This one has been around the internet for awhile.

Garland

 

“WHAT IS A VIETNAM VETERAN?”

By Dan Mouer-written in 1996

A college student posted a request on an internet newsgroup asking for personal narratives from the likes of us addressing the question: “What is a Vietnam Veteran?” This is what I wrote back:

Vietnam veterans are men and women. We are dead or alive, whole or maimed, sane or haunted. We grew from our experiences or we were destroyed by them or we struggle to find some place in between. We lived through hell or we had a pleasant, if scary, adventure. We were Army, Navy, Marines, Air Force, Red Cross, and civilians of all sorts. Some of us enlisted to fight for God and Country, and some were drafted. Some were gung-ho, and some went kicking and screaming.
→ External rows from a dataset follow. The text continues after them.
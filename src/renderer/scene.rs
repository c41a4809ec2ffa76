//! Builds the frame's draw list from the game state
//!
//! Order is fixed: background, player (with its projectiles), HUD, enemies,
//! explosions. Enemies and explosions therefore draw over the HUD.

use glam::Vec2;

use super::commands::{AssetId, DrawCommand, Font, TextAlign, colors};
use super::hud;
use crate::consts::*;
use crate::sim::{Bounds, Enemy, Explosion, GameState, Player, Rect, background::Layer};

/// Font used for the debug lives counter
pub const DEBUG_FONT: &str = "Helvetica";
const DEBUG_FONT_SIZE: f32 = 20.0;

/// Produce the complete draw list for the current state
pub fn draw(state: &GameState) -> Vec<DrawCommand> {
    let mut out = Vec::with_capacity(
        state.background.layers.len() * 2
            + state.player.projectiles.len()
            + state.enemies.len() * 3
            + state.explosions.len()
            + 64,
    );

    for layer in &state.background.layers {
        draw_layer(layer, &mut out);
    }
    draw_player(&state.player, state.debug, &mut out);
    hud::draw(state, &mut out);
    for enemy in &state.enemies {
        draw_enemy(enemy, state.debug, &mut out);
    }
    for explosion in &state.explosions {
        draw_explosion(explosion, &mut out);
    }

    out
}

fn draw_layer(layer: &Layer, out: &mut Vec<DrawCommand>) {
    let asset = AssetId::Layer(layer.index as u8);
    let src = Rect::new(0.0, 0.0, LAYER_WIDTH, LAYER_HEIGHT);
    for x in layer.tile_positions() {
        out.push(DrawCommand::Sprite {
            asset,
            src,
            dest: Rect::new(x, 0.0, LAYER_WIDTH, LAYER_HEIGHT),
        });
    }
}

fn draw_player(player: &Player, debug: bool, out: &mut Vec<DrawCommand>) {
    let bounds = player.bounds();
    if debug {
        out.push(DrawCommand::StrokeRect {
            rect: bounds,
            color: colors::DEBUG_OUTLINE,
        });
    }
    for projectile in &player.projectiles {
        let dest = projectile.bounds();
        out.push(DrawCommand::Sprite {
            asset: AssetId::Projectile,
            src: Rect::new(0.0, 0.0, dest.width, dest.height),
            dest,
        });
    }
    out.push(DrawCommand::sprite_frame(
        AssetId::Player,
        player.frame,
        0,
        bounds,
    ));
}

fn draw_enemy(enemy: &Enemy, debug: bool, out: &mut Vec<DrawCommand>) {
    let bounds = enemy.bounds();
    if debug {
        out.push(DrawCommand::StrokeRect {
            rect: bounds,
            color: colors::DEBUG_OUTLINE,
        });
    }
    out.push(DrawCommand::sprite_frame(
        AssetId::enemy(enemy.kind),
        enemy.frame,
        0,
        bounds,
    ));
    if debug {
        out.push(DrawCommand::Text {
            text: enemy.lives.to_string(),
            pos: Vec2::new(bounds.x, bounds.y),
            font: Font {
                family: DEBUG_FONT,
                size: DEBUG_FONT_SIZE,
            },
            align: TextAlign::Left,
            color: colors::DEBUG_TEXT,
            shadow: None,
        });
    }
}

fn draw_explosion(explosion: &Explosion, out: &mut Vec<DrawCommand>) {
    out.push(DrawCommand::sprite_frame(
        AssetId::explosion(explosion.kind),
        explosion.frame,
        0,
        explosion.bounds(),
    ));
}
//! Admission control for leaders.
//!
//! Two ceilings are enforced before a leader may run its call: one per key
//! (`threads_per_key`) and one across the whole instance (`total_threads`).
//! Both are `tokio::sync::Semaphore`s, so queued leaders are served in
//! arrival order. The per-key semaphores live in a `DashMap` and are pruned
//! once idle.

use crate::core::config::CapacityPolicy;
use crate::core::key::CooperationKey;
use dashmap::DashMap;
use std::sync::atomic::{AtomicU64, AtomicUsize, Ordering};
use std::sync::Arc;
use std::time::Duration;
use tokio::sync::{OwnedSemaphorePermit, Semaphore};
use tokio::time::{timeout_at, Instant};
use tracing::debug;

// Roughly 30 years, the same horizon tokio uses for "never"
const FAR_FUTURE: Duration = Duration::from_secs(86_400 * 365 * 30);

/// `now + timeout`, saturating at a far-future instant instead of overflowing
pub(crate) fn deadline_after(timeout: Duration) -> Instant {
    let now = Instant::now();
    now.checked_add(timeout)
        .unwrap_or_else(|| now + FAR_FUTURE)
}

/// Why an admission was refused
#[derive(Debug, Clone, PartialEq, Eq)]
pub struct CapacityDenial {
    pub resource: &'static str,
    pub current: u64,
    pub limit: u64,
}

#[derive(Debug)]
pub struct CapacityLimiter<K: CooperationKey> {
    threads_per_key: usize,
    total_threads: usize,
    global: Arc<Semaphore>,
    per_key: DashMap<K, Arc<Semaphore>>,
    peak: AtomicUsize,
    denials: AtomicU64,
}

impl<K: CooperationKey> CapacityLimiter<K> {
    pub fn new(threads_per_key: usize, total_threads: usize) -> Self {
        Self {
            threads_per_key,
            total_threads,
            global: Arc::new(Semaphore::new(total_threads)),
            per_key: DashMap::new(),
            peak: AtomicUsize::new(0),
            denials: AtomicU64::new(0),
        }
    }

    fn key_semaphore(&self, key: &K) -> Arc<Semaphore> {
        let entry = self
            .per_key
            .entry(key.clone())
            .or_insert_with(|| Arc::new(Semaphore::new(self.threads_per_key)));
        Arc::clone(entry.value())
    }

    /// Claim one slot for `key` in both ceilings, or neither.
    pub fn try_admit(self: &Arc<Self>, key: &K) -> Result<CapacityPermit<K>, CapacityDenial> {
        let key_slot = match self.key_semaphore(key).try_acquire_owned() {
            Ok(permit) => permit,
            Err(_) => {
                self.prune(key);
                return Err(self.deny_key(key));
            }
        };
        let global_slot = match Arc::clone(&self.global).try_acquire_owned() {
            Ok(permit) => permit,
            Err(_) => {
                drop(key_slot);
                self.prune(key);
                return Err(self.deny_total());
            }
        };
        Ok(self.permit(key, key_slot, global_slot))
    }

    /// Admit under `policy`: fail fast, or queue in arrival order until
    /// `wait` elapses.
    pub async fn admit(
        self: &Arc<Self>,
        key: &K,
        policy: CapacityPolicy,
        wait: Duration,
    ) -> Result<CapacityPermit<K>, CapacityDenial> {
        if policy == CapacityPolicy::FailFast {
            return self.try_admit(key);
        }

        let deadline = deadline_after(wait);
        let acquired = timeout_at(deadline, self.key_semaphore(key).acquire_owned()).await;
        let key_slot = match acquired {
            Ok(Ok(permit)) => permit,
            _ => {
                self.prune(key);
                return Err(self.deny_key(key));
            }
        };
        if self.global.available_permits() == 0 {
            debug!(key = ?key, in_use = self.in_use(), "Queued for capacity");
        }
        let acquired = timeout_at(deadline, Arc::clone(&self.global).acquire_owned()).await;
        let global_slot = match acquired {
            Ok(Ok(permit)) => permit,
            _ => {
                drop(key_slot);
                self.prune(key);
                return Err(self.deny_total());
            }
        };
        Ok(self.permit(key, key_slot, global_slot))
    }

    fn permit(
        self: &Arc<Self>,
        key: &K,
        key_slot: OwnedSemaphorePermit,
        global_slot: OwnedSemaphorePermit,
    ) -> CapacityPermit<K> {
        let in_use = self.in_use();
        self.peak.fetch_max(in_use, Ordering::Relaxed);
        debug!(key = ?key, in_use, "Admitted leader");
        CapacityPermit {
            limiter: Arc::clone(self),
            key: key.clone(),
            key_slot: Some(key_slot),
            global_slot: Some(global_slot),
        }
    }

    fn deny_total(&self) -> CapacityDenial {
        self.denials.fetch_add(1, Ordering::Relaxed);
        CapacityDenial {
            resource: "total_threads",
            current: self.in_use() as u64,
            limit: self.total_threads as u64,
        }
    }

    fn deny_key(&self, key: &K) -> CapacityDenial {
        self.denials.fetch_add(1, Ordering::Relaxed);
        CapacityDenial {
            resource: "threads_per_key",
            current: self.in_use_for(key) as u64,
            limit: self.threads_per_key as u64,
        }
    }

    // Drop the key's semaphore once nobody holds or awaits it
    fn prune(&self, key: &K) {
        self.per_key.remove_if(key, |_, semaphore| {
            Arc::strong_count(semaphore) == 1
                && semaphore.available_permits() == self.threads_per_key
        });
    }

    /// Leaders currently admitted across all keys
    pub fn in_use(&self) -> usize {
        self.total_threads
            .saturating_sub(self.global.available_permits())
    }

    /// Leaders currently admitted for one key
    pub fn in_use_for(&self, key: &K) -> usize {
        self.per_key
            .get(key)
            .map(|semaphore| self.threads_per_key.saturating_sub(semaphore.available_permits()))
            .unwrap_or(0)
    }

    /// Free global slots
    pub fn available(&self) -> usize {
        self.global.available_permits()
    }

    /// Highest number of simultaneously admitted leaders seen so far
    pub fn peak(&self) -> usize {
        self.peak.load(Ordering::Relaxed)
    }

    /// Number of refused admissions
    pub fn denials(&self) -> u64 {
        self.denials.load(Ordering::Relaxed)
    }
}

/// RAII admission; returns both slots on drop
#[derive(Debug)]
pub struct CapacityPermit<K: CooperationKey> {
    limiter: Arc<CapacityLimiter<K>>,
    key: K,
    key_slot: Option<OwnedSemaphorePermit>,
    global_slot: Option<OwnedSemaphorePermit>,
}

impl<K: CooperationKey> Drop for CapacityPermit<K> {
    fn drop(&mut self) {
        self.global_slot.take();
        self.key_slot.take();
        self.limiter.prune(&self.key);
    }
}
Like veterans of all wars, we lived a tad bit–or a great bit–closer to death than most people like to think about. If Vietnam vets differ from others, perhaps it is primarily in the fact that many of us never saw the enemy or recognized him or her. We heard gunfire and mortar fire but rarely looked into enemy eyes. Those who did, like folks who encounter close combat anywhere and anytime, are often haunted for life by those eyes, those sounds, those electric fears that ran between ourselves, our enemies, and the likelihood of death for one of us. Or we get hard, calloused, tough. All in a day’s work. Life’s a bitch then you die. But most of us remember and get twitchy, worried, sad.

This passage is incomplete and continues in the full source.